*GOAL OF THE EXERCISE:*
Check the records below line by line, and report how many lines include the string "ProjectResponse". No other words are needed.

*Saved data entries:*
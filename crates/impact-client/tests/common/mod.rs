#![allow(dead_code)]

use std::collections::{HashMap, VecDeque};
use std::sync::{Arc, Mutex};

use impact_api::schemas::{
    ArtifactMetaResponse, AsyncStatusResponse, ExecutionStatusResponse, ExternalResultResponse,
    FmuSetupRequest, FmuSetupResponse, ProjectContentResponse, ProjectResponse, WorkspaceResponse,
};
use impact_client::ClientError;
use impact_client::operations::OperationService;
use serde_json::{Value, json};

pub fn init_logger() {
    let _ = env_logger::builder().is_test(true).try_init();
}

/// In-memory Impact server replaying scripted status sequences.
///
/// The last status of a sequence is repeated once the others are consumed.
#[derive(Default)]
pub struct MockService {
    execution: Mutex<VecDeque<String>>,
    jobs: Mutex<VecDeque<Value>>,
    artifacts: Vec<ArtifactMetaResponse>,
    export: Vec<u8>,
    cached_fmu: Option<Value>,
    setup_fmu: Option<String>,
    setup_requests: Mutex<Vec<Value>>,
    calls: Mutex<HashMap<&'static str, usize>>,
}

impl MockService {
    pub fn new() -> Self {
        Self::default()
    }

    /// Statuses reported by compilations and executions, e.g. `"running"`.
    pub fn with_execution_statuses(self, statuses: &[&str]) -> Self {
        *self.execution.lock().unwrap() = statuses.iter().map(|s| s.to_string()).collect();
        self
    }

    /// Status envelopes reported by imports, exports and conversions.
    pub fn with_job_statuses(self, statuses: Vec<Value>) -> Self {
        *self.jobs.lock().unwrap() = statuses.into();
        self
    }

    pub fn with_artifact(mut self, id: &str, download_as: &str) -> Self {
        self.artifacts.push(ArtifactMetaResponse {
            id: id.to_string(),
            download_as: download_as.to_string(),
        });
        self
    }

    /// Answer of the FMU setup when a cached executable is asked for.
    pub fn with_cached_fmu(mut self, setup: Value) -> Self {
        self.cached_fmu = Some(setup);
        self
    }

    /// Id of the executable created by an uncached FMU setup.
    pub fn with_setup_fmu(mut self, fmu_id: &str) -> Self {
        self.setup_fmu = Some(fmu_id.to_string());
        self
    }

    /// Bodies of every FMU setup request, in order.
    pub fn setup_requests(&self) -> Vec<Value> {
        self.setup_requests.lock().unwrap().clone()
    }

    pub fn with_export(mut self, bytes: &[u8]) -> Self {
        self.export = bytes.to_vec();
        self
    }

    pub fn into_service(self) -> Arc<Self> {
        Arc::new(self)
    }

    pub fn calls(&self, method: &str) -> usize {
        self.calls.lock().unwrap().get(method).copied().unwrap_or(0)
    }

    pub fn total_calls(&self) -> usize {
        self.calls.lock().unwrap().values().sum()
    }

    fn record(&self, method: &'static str) {
        *self.calls.lock().unwrap().entry(method).or_default() += 1;
    }

    fn next<T: Clone>(queue: &Mutex<VecDeque<T>>) -> T {
        let mut queue = queue.lock().unwrap();
        if queue.len() > 1 {
            queue.pop_front().unwrap()
        } else {
            queue.front().cloned().expect("no status scripted")
        }
    }

    fn next_execution(&self) -> ExecutionStatusResponse {
        ExecutionStatusResponse {
            status: Self::next(&self.execution),
        }
    }

    fn next_job(&self) -> AsyncStatusResponse {
        serde_json::from_value(Self::next(&self.jobs)).unwrap()
    }
}

impl OperationService for MockService {
    fn fmu_setup(
        &self,
        _: &str,
        body: &FmuSetupRequest,
        get_cached: bool,
    ) -> Result<FmuSetupResponse, ClientError> {
        self.setup_requests
            .lock()
            .unwrap()
            .push(serde_json::to_value(body).unwrap());
        let setup = if get_cached {
            self.record("fmu_setup_cached");
            self.cached_fmu
                .clone()
                .unwrap_or_else(|| json!({ "id": null, "parameters": [] }))
        } else {
            self.record("fmu_setup");
            json!({ "id": self.setup_fmu, "parameters": [] })
        };
        Ok(serde_json::from_value(setup).unwrap())
    }

    fn compile_model(&self, _: &str, _: &str) -> Result<(), ClientError> {
        self.record("compile_model");
        Ok(())
    }

    fn compile_status(&self, _: &str, _: &str) -> Result<ExecutionStatusResponse, ClientError> {
        self.record("compile_status");
        Ok(self.next_execution())
    }

    fn compile_cancel(&self, _: &str, _: &str) -> Result<(), ClientError> {
        self.record("compile_cancel");
        Ok(())
    }

    fn execute_status(&self, _: &str, _: &str) -> Result<ExecutionStatusResponse, ClientError> {
        self.record("execute_status");
        Ok(self.next_execution())
    }

    fn execute_cancel(&self, _: &str, _: &str) -> Result<(), ClientError> {
        self.record("execute_cancel");
        Ok(())
    }

    fn case_get(&self, _: &str, _: &str, case_id: &str) -> Result<Value, ClientError> {
        self.record("case_get");
        Ok(json!({ "id": case_id, "run_info": { "status": "successful" } }))
    }

    fn case_result_variables_get(
        &self,
        _: &str,
        _: &str,
        _: &str,
    ) -> Result<Vec<String>, ClientError> {
        self.record("case_result_variables_get");
        Ok(vec!["time".to_string(), "inertia.w".to_string()])
    }

    fn case_artifacts_meta_get(
        &self,
        _: &str,
        _: &str,
        _: &str,
    ) -> Result<Vec<ArtifactMetaResponse>, ClientError> {
        self.record("case_artifacts_meta_get");
        Ok(self.artifacts.clone())
    }

    fn import_status(&self, _: &str) -> Result<AsyncStatusResponse, ClientError> {
        self.record("import_status");
        Ok(self.next_job())
    }

    fn export_status(&self, _: &str) -> Result<AsyncStatusResponse, ClientError> {
        self.record("export_status");
        Ok(self.next_job())
    }

    fn workspace_conversion_status(&self, _: &str) -> Result<AsyncStatusResponse, ClientError> {
        self.record("workspace_conversion_status");
        Ok(self.next_job())
    }

    fn export_download(&self, _: &str) -> Result<Vec<u8>, ClientError> {
        self.record("export_download");
        Ok(self.export.clone())
    }

    fn project_get(&self, project_id: &str) -> Result<ProjectResponse, ClientError> {
        self.record("project_get");
        Ok(ProjectResponse {
            id: project_id.to_string(),
            project_type: Some("LOCAL".to_string()),
            storage_location: Some("USERSPACE".to_string()),
            definition: json!({ "name": "Demo" }),
        })
    }

    fn project_content_get(
        &self,
        _: &str,
        content_id: &str,
    ) -> Result<ProjectContentResponse, ClientError> {
        self.record("project_content_get");
        Ok(ProjectContentResponse {
            id: content_id.to_string(),
            relpath: Some("Modelica".to_string()),
            content_type: Some("MODELICA".to_string()),
            name: Some("Modelica".to_string()),
            default_disabled: true,
        })
    }

    fn workspace_get(&self, workspace_id: &str) -> Result<WorkspaceResponse, ClientError> {
        self.record("workspace_get");
        Ok(WorkspaceResponse {
            id: workspace_id.to_string(),
            definition: json!({ "name": workspace_id }),
        })
    }

    fn external_result_get(&self, result_id: &str) -> Result<ExternalResultResponse, ClientError> {
        self.record("external_result_get");
        Ok(ExternalResultResponse {
            id: result_id.to_string(),
            name: None,
            description: None,
            workspace_id: None,
        })
    }
}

*ANSWER TO THE EXERCISE:*
3